Records for this exercise:
++++++++++

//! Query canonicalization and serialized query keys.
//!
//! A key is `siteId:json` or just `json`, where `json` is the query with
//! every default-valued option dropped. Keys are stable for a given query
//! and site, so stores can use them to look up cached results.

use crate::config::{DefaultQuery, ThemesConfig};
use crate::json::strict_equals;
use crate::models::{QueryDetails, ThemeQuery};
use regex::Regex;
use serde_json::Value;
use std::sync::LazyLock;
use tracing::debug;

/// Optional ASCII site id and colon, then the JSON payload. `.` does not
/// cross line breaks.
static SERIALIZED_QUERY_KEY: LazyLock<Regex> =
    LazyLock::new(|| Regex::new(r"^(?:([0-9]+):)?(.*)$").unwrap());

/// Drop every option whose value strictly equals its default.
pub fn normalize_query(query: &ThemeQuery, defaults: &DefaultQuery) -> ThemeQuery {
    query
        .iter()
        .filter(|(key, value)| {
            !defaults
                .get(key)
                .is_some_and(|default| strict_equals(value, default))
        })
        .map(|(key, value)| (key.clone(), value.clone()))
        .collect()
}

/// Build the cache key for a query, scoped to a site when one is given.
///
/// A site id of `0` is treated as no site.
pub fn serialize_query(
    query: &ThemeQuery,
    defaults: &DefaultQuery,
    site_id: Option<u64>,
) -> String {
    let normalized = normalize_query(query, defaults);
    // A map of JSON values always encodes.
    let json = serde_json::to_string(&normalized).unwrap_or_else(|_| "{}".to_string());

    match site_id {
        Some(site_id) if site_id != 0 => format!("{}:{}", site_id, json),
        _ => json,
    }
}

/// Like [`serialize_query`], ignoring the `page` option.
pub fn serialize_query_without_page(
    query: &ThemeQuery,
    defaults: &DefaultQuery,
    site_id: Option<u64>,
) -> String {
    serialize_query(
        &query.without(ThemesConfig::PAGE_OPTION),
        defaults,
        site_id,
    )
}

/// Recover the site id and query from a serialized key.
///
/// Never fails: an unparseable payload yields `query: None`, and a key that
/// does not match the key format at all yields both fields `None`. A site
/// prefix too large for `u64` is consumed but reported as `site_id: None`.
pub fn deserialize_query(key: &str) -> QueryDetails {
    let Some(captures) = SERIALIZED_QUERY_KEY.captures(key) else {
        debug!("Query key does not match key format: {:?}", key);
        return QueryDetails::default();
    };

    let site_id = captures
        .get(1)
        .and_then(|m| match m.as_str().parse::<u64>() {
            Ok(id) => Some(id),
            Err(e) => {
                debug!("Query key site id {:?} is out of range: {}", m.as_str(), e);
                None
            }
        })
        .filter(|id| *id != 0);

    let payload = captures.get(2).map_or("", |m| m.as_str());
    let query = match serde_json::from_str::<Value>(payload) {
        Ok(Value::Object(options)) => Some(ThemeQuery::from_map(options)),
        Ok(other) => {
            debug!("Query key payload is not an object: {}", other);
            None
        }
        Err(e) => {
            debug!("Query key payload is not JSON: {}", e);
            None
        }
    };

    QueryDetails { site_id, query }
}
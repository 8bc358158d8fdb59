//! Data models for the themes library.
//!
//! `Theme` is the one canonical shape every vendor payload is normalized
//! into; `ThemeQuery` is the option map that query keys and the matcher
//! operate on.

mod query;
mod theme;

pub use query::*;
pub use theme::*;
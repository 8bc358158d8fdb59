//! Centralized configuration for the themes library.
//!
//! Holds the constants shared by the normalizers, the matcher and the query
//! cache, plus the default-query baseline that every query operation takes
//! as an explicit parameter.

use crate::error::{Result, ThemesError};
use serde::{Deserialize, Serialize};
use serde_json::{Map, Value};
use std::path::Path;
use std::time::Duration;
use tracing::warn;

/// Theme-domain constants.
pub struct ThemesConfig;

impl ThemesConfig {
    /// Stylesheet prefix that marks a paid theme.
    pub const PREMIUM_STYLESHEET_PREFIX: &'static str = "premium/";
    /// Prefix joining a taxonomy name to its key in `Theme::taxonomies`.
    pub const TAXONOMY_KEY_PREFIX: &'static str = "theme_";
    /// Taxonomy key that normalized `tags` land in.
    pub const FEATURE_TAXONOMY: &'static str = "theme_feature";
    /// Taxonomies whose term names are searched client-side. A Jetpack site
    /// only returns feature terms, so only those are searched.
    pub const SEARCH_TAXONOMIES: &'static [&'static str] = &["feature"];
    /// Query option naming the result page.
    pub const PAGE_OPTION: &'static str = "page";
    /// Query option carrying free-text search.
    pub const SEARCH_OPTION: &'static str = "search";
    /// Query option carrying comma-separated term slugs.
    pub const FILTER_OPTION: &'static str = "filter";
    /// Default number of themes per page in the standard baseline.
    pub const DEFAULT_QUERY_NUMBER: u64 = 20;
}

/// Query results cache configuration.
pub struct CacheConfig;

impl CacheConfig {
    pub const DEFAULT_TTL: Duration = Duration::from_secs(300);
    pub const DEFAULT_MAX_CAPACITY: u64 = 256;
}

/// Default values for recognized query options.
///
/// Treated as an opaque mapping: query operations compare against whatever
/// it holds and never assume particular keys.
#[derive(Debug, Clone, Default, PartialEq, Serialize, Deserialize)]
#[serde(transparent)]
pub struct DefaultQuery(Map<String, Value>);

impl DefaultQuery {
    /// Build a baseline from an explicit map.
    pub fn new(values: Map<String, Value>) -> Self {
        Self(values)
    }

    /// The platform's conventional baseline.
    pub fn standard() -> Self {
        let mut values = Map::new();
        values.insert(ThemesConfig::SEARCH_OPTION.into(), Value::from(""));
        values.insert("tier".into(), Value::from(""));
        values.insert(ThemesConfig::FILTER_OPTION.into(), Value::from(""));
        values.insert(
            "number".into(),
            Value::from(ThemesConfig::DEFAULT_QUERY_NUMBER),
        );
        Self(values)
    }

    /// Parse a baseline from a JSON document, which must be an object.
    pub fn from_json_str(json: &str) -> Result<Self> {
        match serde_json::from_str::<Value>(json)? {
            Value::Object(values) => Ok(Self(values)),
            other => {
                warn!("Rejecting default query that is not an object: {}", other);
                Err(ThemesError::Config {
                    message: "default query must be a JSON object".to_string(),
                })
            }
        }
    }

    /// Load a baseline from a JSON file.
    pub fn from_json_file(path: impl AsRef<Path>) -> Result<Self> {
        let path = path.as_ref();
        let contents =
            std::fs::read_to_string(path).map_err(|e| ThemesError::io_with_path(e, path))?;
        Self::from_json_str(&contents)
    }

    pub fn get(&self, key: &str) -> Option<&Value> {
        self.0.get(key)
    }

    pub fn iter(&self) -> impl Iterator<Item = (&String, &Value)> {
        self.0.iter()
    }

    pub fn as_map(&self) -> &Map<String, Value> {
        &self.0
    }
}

++++++++++

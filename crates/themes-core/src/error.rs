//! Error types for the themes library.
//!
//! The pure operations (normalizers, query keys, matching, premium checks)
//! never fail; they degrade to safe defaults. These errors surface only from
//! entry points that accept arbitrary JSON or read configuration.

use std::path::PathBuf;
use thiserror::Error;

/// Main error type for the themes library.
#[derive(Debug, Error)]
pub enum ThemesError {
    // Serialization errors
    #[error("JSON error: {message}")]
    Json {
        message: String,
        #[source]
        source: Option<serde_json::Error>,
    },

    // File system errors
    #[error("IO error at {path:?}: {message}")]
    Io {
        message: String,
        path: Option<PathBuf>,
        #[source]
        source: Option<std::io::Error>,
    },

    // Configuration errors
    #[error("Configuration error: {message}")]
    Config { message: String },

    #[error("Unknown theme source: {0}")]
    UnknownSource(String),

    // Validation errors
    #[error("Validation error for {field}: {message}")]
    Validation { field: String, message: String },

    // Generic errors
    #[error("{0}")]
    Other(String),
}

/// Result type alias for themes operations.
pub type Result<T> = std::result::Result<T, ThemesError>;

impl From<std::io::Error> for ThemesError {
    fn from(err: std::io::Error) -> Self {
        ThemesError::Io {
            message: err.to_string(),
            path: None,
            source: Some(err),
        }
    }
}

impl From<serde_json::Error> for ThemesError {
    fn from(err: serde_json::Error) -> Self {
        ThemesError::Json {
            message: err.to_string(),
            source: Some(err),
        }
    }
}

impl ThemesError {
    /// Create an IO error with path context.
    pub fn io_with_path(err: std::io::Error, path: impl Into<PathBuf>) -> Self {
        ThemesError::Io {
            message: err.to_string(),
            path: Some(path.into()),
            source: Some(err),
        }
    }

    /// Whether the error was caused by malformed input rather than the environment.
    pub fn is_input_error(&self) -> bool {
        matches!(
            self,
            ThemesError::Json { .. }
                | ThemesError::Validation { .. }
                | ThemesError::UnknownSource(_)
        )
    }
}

++++++++++

Directions: Report the number of lines in the listing that contain the word "explicit". No other words are permitted.

Result: 2